Nei cieli, cioè in Dio, il nome di Dio è santificato, il suo regno è presente, la sua volontà è fatta (che in fondo sono tre modi diversi ma simili di dire la stessa cosa). Nel Padre Nostro noi chiediamo che questo accada anche in terra. Perché in terra, cioè in mezzo a questa umanità per certi versi fragile e sofferente, per altri versi complicata e malvagia, il nome di Dio non è santificato, Dio non regna, la sua volontà non è fatta.
In terra non è santificato il nome di Dio (cioè Dio stesso), ma il nome degli idoli che esistono da quando esiste l’umanità: ovvero la ricchezza, il potere e la fama (che oggi si chiama “successo”). Loro vengono adorati, nel senso che molte persone vivono e operano per avere più ricchezza, più potere, più fama. E non solo i ricchi e i potenti vorrebbero sempre più ricchezza e sempre più potere, ma anche i poveri o i non ricchi vorrebbero più ricchezza e più potere.
In terra non regna Dio, ma regna l’essere umano e come ha detto Paolo Ricca “il mondo nel quale l’uomo è re non sopporta il mondo nel quale Dio è re”. E dunque non è fatta la volontà di Dio, ma la volontà dell’essere umano, che non è sempre (anzi, purtroppo raramente….) improntata alla giustizia e alla pace, ma spesso all’ingiustizia e alla sopraffazione.
Nella prima parte del Padre Nostro quindi chiediamo che avvenga sulla terra quello che avviene nel cielo; quello che nel cielo è reale, sulla terra è invocato e sperato. La gioia, la pace, l’armonia che in cielo sono un fatto, sulla terra sono una speranza, per cui si prega e per cui ci si impegna. Tutto ciò - che il suo nome sia santificato, che il suo regno venga, che la sua volontà sia fatta - lo chiediamo a Dio perché non possiamo farlo accadere noi, ma mentre glielo chiediamo, gli chiediamo anche di servirsi di noi per fare accadere tutto ciò. Noi non possiamo essere soggetti della santificazione del suo nome, della venuta del suo regno e del realizzarsi della sua volontà, ma possiamo essere strumenti, strumenti nelle sue mani e la preghiera di servirsi (anche) di noi è implicita nelle prime tre richieste del Padre Nostro.

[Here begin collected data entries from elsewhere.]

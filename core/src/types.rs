//! Domain DTOs exchanged with the gateway.
//!
//! # Design
//! `ApiCall` is one logical request: a method name plus opaque parameters.
//! `ErrorResponse` mirrors the gateway's `error_response` envelope; absent
//! string fields decode as empty so a sparse envelope still classifies as an
//! error instead of a decode failure.

use serde::{Deserialize, Serialize};
use thiserror::Error;

use crate::params::{ParamValue, Parameters};

/// A single logical API request.
#[derive(Debug, Clone, PartialEq)]
pub struct ApiCall {
    pub method: String,
    pub params: Parameters,
}

impl ApiCall {
    pub fn new(method: impl Into<String>) -> Self {
        Self {
            method: method.into(),
            params: Parameters::new(),
        }
    }

    pub fn with_params(method: impl Into<String>, params: Parameters) -> Self {
        Self {
            method: method.into(),
            params,
        }
    }

    /// Builder-style parameter insertion.
    pub fn param(mut self, key: impl Into<String>, value: impl Into<ParamValue>) -> Self {
        self.params.insert(key, value);
        self
    }
}

/// The gateway's error envelope, found under `error_response`.
#[derive(Debug, Clone, Default, PartialEq, Eq, Serialize, Deserialize, Error)]
#[error("{code}: {msg}, {sub_code}: {sub_msg}")]
#[serde(default)]
pub struct ErrorResponse {
    pub code: i32,
    pub msg: String,
    pub sub_code: String,
    pub sub_msg: String,
}

#[cfg(test)]
mod tests {
    use super::*;

    #[test]
    fn error_response_decodes_full_envelope() {
        let resp: ErrorResponse = serde_json::from_str(
            r#"{"code":15,"msg":"no permission","sub_code":"x","sub_msg":"y"}"#,
        )
        .unwrap();
        assert_eq!(resp.code, 15);
        assert_eq!(resp.to_string(), "15: no permission, x: y");
    }

    #[test]
    fn error_response_defaults_missing_fields() {
        let resp: ErrorResponse = serde_json::from_str(r#"{"code":7,"msg":"App Call Limited"}"#).unwrap();
        assert_eq!(resp.sub_code, "");
        assert_eq!(resp.to_string(), "7: App Call Limited, : ");
    }

    #[test]
    fn error_response_rejects_wrong_code_type() {
        let result: Result<ErrorResponse, _> = serde_json::from_str(r#"{"code":"fifteen"}"#);
        assert!(result.is_err());
    }

    #[test]
    fn api_call_builder_collects_params() {
        let call = ApiCall::new("taobao.item.get").param("num_iid", 42i64).param("fields", "title");
        assert_eq!(call.method, "taobao.item.get");
        assert_eq!(call.params.len(), 2);
        assert_eq!(call.params.get("num_iid"), Some(&ParamValue::Integer(42)));
    }
}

2) Nella seconda parte del Padre Nostro Gesù ci insegna di che cosa abbiamo bisogno e ci insegna a chiederlo a Dio. Abbiamo bisogno di pane, di perdono e di bene.
Il pane è ciò che ci serve per vivere, e non è solo il nutrimento: Lutero ci includeva anche il coniuge, il buon governo, la salute, gli amici e i vicini… Il perdono significa buone relazioni con gli altri improntate alla ricerca della riconciliazione e non al rancore o alla vendetta. Il bene è declinato chiedendo a Dio di evitarci due aspetti del male: in quella frase (non indurci/esporci alla tentazione), che ci crea sempre molti problemi e che ora non possiamo approfondire, riconosciamo che la tentazione è un fatto: essa è confessata come possibile e probabile e dunque si chiede a Dio di evitarcela. Il male è tutto ciò che fa male al corpo e alle relazioni che abbiamo con il prossimo. Da questo male chiediamo a Dio di essere liberati.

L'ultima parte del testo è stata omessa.